§ Task goal
Produce the same data once more, line for line.

[Stored data]
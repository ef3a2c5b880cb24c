//! `SUBTOTAL`, the function structured Table ranges lean on to aggregate
//! only their visible/filtered rows (`spec.md` §4.5). This workbook
//! snapshot has no row-visibility state, so every `function_num` here
//! behaves like its non-`10x` counterpart over all rows -- grounded on
//! the snapshot's "no live filter state" scope noted in `SPEC_FULL.md`.

use gridcalc_common::ErrorCode;

use crate::builtins::support::flatten_numbers;
use crate::evaluator::Scope;
use crate::registry::{EvalContext, FunctionEntry};
use crate::values::EvalValue;

type Entries = Vec<(&'static str, FunctionEntry)>;

pub fn entries() -> Entries {
    vec![("SUBTOTAL", FunctionEntry::Eager(subtotal))]
}

fn subtotal(args: &[EvalValue], _: &dyn EvalContext, _: &Scope) -> EvalValue {
    let Some(function_num) = args.first() else {
        return EvalValue::error(ErrorCode::Value);
    };
    let code = match function_num.coerce_number() {
        Ok(n) => n as i64,
        Err(e) => return EvalValue::error(e),
    };
    let nums = flatten_numbers(&args[1..]);
    let base_code = code % 100; // 101-111 ignore manually-hidden rows; treated as 1-11 here.
    match base_code {
        1 => {
            if nums.is_empty() {
                EvalValue::number(0.0)
            } else {
                EvalValue::number(nums.iter().sum::<f64>() / nums.len() as f64)
            }
        }
        2 => EvalValue::number(nums.len() as f64),
        4 => EvalValue::number(nums.iter().cloned().fold(f64::NEG_INFINITY, f64::max)),
        5 => EvalValue::number(nums.iter().cloned().fold(f64::INFINITY, f64::min)),
        9 => EvalValue::number(nums.iter().sum()),
        11 => {
            if nums.is_empty() {
                EvalValue::error(ErrorCode::Div)
            } else {
                let mean = nums.iter().sum::<f64>() / nums.len() as f64;
                let sum_sq = nums.iter().map(|n| (n - mean).powi(2)).sum::<f64>();
                EvalValue::number(sum_sq / nums.len() as f64)
            }
        }
        _ => EvalValue::error(ErrorCode::Value),
    }
}
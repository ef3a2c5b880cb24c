//! Shared-formula expansion (`spec.md` §4.8, C8): find each shared
//! group's base cell, then shift its expression by the delta to every
//! dependent cell recorded with the same `sharedIndex` and an empty
//! expression.

use rustc_hash::FxHashMap;

use crate::workbook::{FormulaKind, Sheet};

/// Mutates `sheet` in place, filling in every shared-formula dependent's
/// `expression` from its group's base cell (`spec.md` §6
/// `expandSharedFormulas`). A dependent whose group has no base cell keeps
/// its empty expression, which the evaluator later reports as `#NAME?`
/// (`spec.md` §3 "Formula").
pub fn expand_shared_formulas(sheet: &mut Sheet) {
    let mut bases: FxHashMap<u32, (u32, u32, String)> = FxHashMap::default();
    for (row, col) in sheet.cell_addresses() {
        if let Some(cell) = sheet.get_cell(row, col) {
            if let Some(formula) = &cell.formula {
                if formula.kind == FormulaKind::Shared && !formula.expression.is_empty() {
                    if let Some(index) = formula.shared_index {
                        bases.insert(index, (row, col, formula.expression.clone()));
                    }
                }
            }
        }
    }

    let addresses: Vec<(u32, u32)> = sheet.cell_addresses().collect();
    for (row, col) in addresses {
        let Some(cell) = sheet.get_cell_mut(row, col) else { continue };
        let Some(formula) = &mut cell.formula else { continue };
        if formula.kind != FormulaKind::Shared || !formula.expression.is_empty() {
            continue;
        }
        let Some(index) = formula.shared_index else { continue };
        let Some((base_row, base_col, base_expr)) = bases.get(&index) else { continue };
        let delta_col = col as i64 - *base_col as i64;
        let delta_row = row as i64 - *base_row as i64;
        formula.expression = gridcalc_parse::shift(base_expr, delta_col, delta_row);
    }
}

#[cfg(test)]
mod tests {
    use super::*;
    use crate::workbook::{Cell, Formula};
    use gridcalc_common::CellValue;

    #[test]
    fn dependent_inherits_shifted_base_expression() {
        let mut sheet = Sheet::new("Sheet1", 1);
        sheet.set_cell(2, 1, Cell::formula(Formula::shared("A$1+A2", 3), CellValue::Empty));
        sheet.set_cell(41, 1, Cell::formula(
            Formula { kind: FormulaKind::Shared, expression: String::new(), shared_index: Some(3) },
            CellValue::Empty,
        ));
        expand_shared_formulas(&mut sheet);
        let dependent = sheet.get_cell(41, 1).unwrap().formula.as_ref().unwrap();
        assert_eq!(dependent.expression, "A$1+A41");
    }

    #[test]
    fn dependent_without_base_stays_empty() {
        let mut sheet = Sheet::new("Sheet1", 1);
        sheet.set_cell(5, 1, Cell::formula(
            Formula { kind: FormulaKind::Shared, expression: String::new(), shared_index: Some(9) },
            CellValue::Empty,
        ));
        expand_shared_formulas(&mut sheet);
        let dependent = sheet.get_cell(5, 1).unwrap().formula.as_ref().unwrap();
        assert!(dependent.expression.is_empty());
    }
}
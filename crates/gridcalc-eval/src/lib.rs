//! Synchronous formula evaluator: the workbook snapshot, the built-in
//! function registry, the AST-walking evaluator, and shared-formula
//! expansion (`spec.md` §3, §4.4-§4.6, §4.8).

pub mod builtins;
pub mod evaluator;
pub mod registry;
pub mod shared;
pub mod values;
pub mod workbook;

pub use evaluator::{Evaluator, Scope};
pub use registry::{EvalContext, FunctionEntry};
pub use shared::expand_shared_formulas;
pub use values::EvalValue;
pub use workbook::{Cell, Formula, FormulaKind, Sheet, SheetState, StyleSheet, Table, Workbook};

§ Exercise response
repository ef3a2c5b880cb24c
//! `SUBTOTAL`, the function structured Table ranges lean on to aggregate
//! only their visible/filtered rows (`spec.md` §4.5). This workbook
//! snapshot has no row-visibility state, so every `function_num` here
//! behaves like its non-`10x` counterpart over all rows -- grounded on
//! the snapshot's "no live filter state" scope noted in `SPEC_FULL.md`.

use gridcalc_common::ErrorCode;

use crate::builtins::support::flatten_numbers;
use crate::evaluator::Scope;
use crate::registry::{EvalContext, FunctionEntry};
use crate::values::EvalValue;

type Entries = Vec<(&'static str, FunctionEntry)>;

pub fn entries() -> Entries {
    vec![("SUBTOTAL", FunctionEntry::Eager(subtotal))]
}

fn subtotal(args: &[EvalValue], _: &dyn EvalContext, _: &Scope) -> EvalValue {
    let Some(function_num) = args.first() else {
        return EvalValue::error(ErrorCode::Value);
    };
    let code = match function_num.coerce_number() {
        Ok(n) => n as i64,
        Err(e) => return EvalValue::error(e),
    };
    let nums = flatten_numbers(&args[1..]);
    let base_code = code % 100; // 101-111 ignore manually-hidden rows; treated as 1-11 here.
    match base_code {
        1 => {
            if nums.is_empty() {
                EvalValue::number(0.0)
            } else {
                EvalValue::number(nums.iter().sum::<f64>() / nums.len() as f64)
            }
        }
        2 => EvalValue::number(nums.len() as f64),
        4 => EvalValue::number(nums.iter().cloned().fold(f64::NEG_INFINITY, f64::max)),
        5 => EvalValue::number(nums.iter().cloned().fold(f64::INFINITY, f64::min)),
        9 => EvalValue::number(nums.iter().sum()),
        11 => {
            if nums.is_empty() {
                EvalValue::error(ErrorCode::Div)
            } else {
                let mean = nums.iter().sum::<f64>() / nums.len() as f64;
                let sum_sq = nums.iter().map(|n| (n - mean).powi(2)).sum::<f64>();
                EvalValue::number(sum_sq / nums.len() as f64)
            }
        }
        _ => EvalValue::error(ErrorCode::Value),
    }
}
repository ef3a2c5b880cb24c
//! Shared-formula expansion (`spec.md` §4.8, C8): find each shared
//! group's base cell, then shift its expression by the delta to every
//! dependent cell recorded with the same `sharedIndex` and an empty
//! expression.

use rustc_hash::FxHashMap;

use crate::workbook::{FormulaKind, Sheet};

/// Mutates `sheet` in place, filling in every shared-formula dependent's
/// `expression` from its group's base cell (`spec.md` §6
/// `expandSharedFormulas`). A dependent whose group has no base cell keeps
/// its empty expression, which the evaluator later reports as `#NAME?`
/// (`spec.md` §3 "Formula").
pub fn expand_shared_formulas(sheet: &mut Sheet) {
    let mut bases: FxHashMap<u32, (u32, u32, String)> = FxHashMap::default();
    for (row, col) in sheet.cell_addresses() {
        if let Some(cell) = sheet.get_cell(row, col) {
            if let Some(formula) = &cell.formula {
                if formula.kind == FormulaKind::Shared && !formula.expression.is_empty() {
                    if let Some(index) = formula.shared_index {
                        bases.insert(index, (row, col, formula.expression.clone()));
                    }
                }
            }
        }
    }

    let addresses: Vec<(u32, u32)> = sheet.cell_addresses().collect();
    for (row, col) in addresses {
        let Some(cell) = sheet.get_cell_mut(row, col) else { continue };
        let Some(formula) = &mut cell.formula else { continue };
        if formula.kind != FormulaKind::Shared || !formula.expression.is_empty() {
            continue;
        }
        let Some(index) = formula.shared_index else { continue };
        let Some((base_row, base_col, base_expr)) = bases.get(&index) else { continue };
        let delta_col = col as i64 - *base_col as i64;
        let delta_row = row as i64 - *base_row as i64;
        formula.expression = gridcalc_parse::shift(base_expr, delta_col, delta_row);
    }
}

#[cfg(test)]
mod tests {
    use super::*;
    use crate::workbook::{Cell, Formula};
    use gridcalc_common::CellValue;

    #[test]
    fn dependent_inherits_shifted_base_expression() {
        let mut sheet = Sheet::new("Sheet1", 1);
        sheet.set_cell(2, 1, Cell::formula(Formula::shared("A$1+A2", 3), CellValue::Empty));
        sheet.set_cell(41, 1, Cell::formula(
            Formula { kind: FormulaKind::Shared, expression: String::new(), shared_index: Some(3) },
            CellValue::Empty,
        ));
        expand_shared_formulas(&mut sheet);
        let dependent = sheet.get_cell(41, 1).unwrap().formula.as_ref().unwrap();
        assert_eq!(dependent.expression, "A$1+A41");
    }

    #[test]
    fn dependent_without_base_stays_empty() {
        let mut sheet = Sheet::new("Sheet1", 1);
        sheet.set_cell(5, 1, Cell::formula(
            Formula { kind: FormulaKind::Shared, expression: String::new(), shared_index: Some(9) },
            CellValue::Empty,
        ));
        expand_shared_formulas(&mut sheet);
        let dependent = sheet.get_cell(5, 1).unwrap().formula.as_ref().unwrap();
        assert!(dependent.expression.is_empty());
    }
}
filename crates/gridcalc-eval/src/lib.rs
//! Synchronous formula evaluator: the workbook snapshot, the built-in
//! function registry, the AST-walking evaluator, and shared-formula
//! expansion (`spec.md` §3, §4.4-§4.6, §4.8).

pub mod builtins;
pub mod evaluator;
pub mod registry;
pub mod shared;
pub mod values;
pub mod workbook;

pub use evaluator::{Evaluator, Scope};
pub use registry::{EvalContext, FunctionEntry};
pub use shared::expand_shared_formulas;
pub use values::EvalValue;
pub use workbook::{Cell, Formula, FormulaKind, Sheet, SheetState, StyleSheet, Table, Workbook};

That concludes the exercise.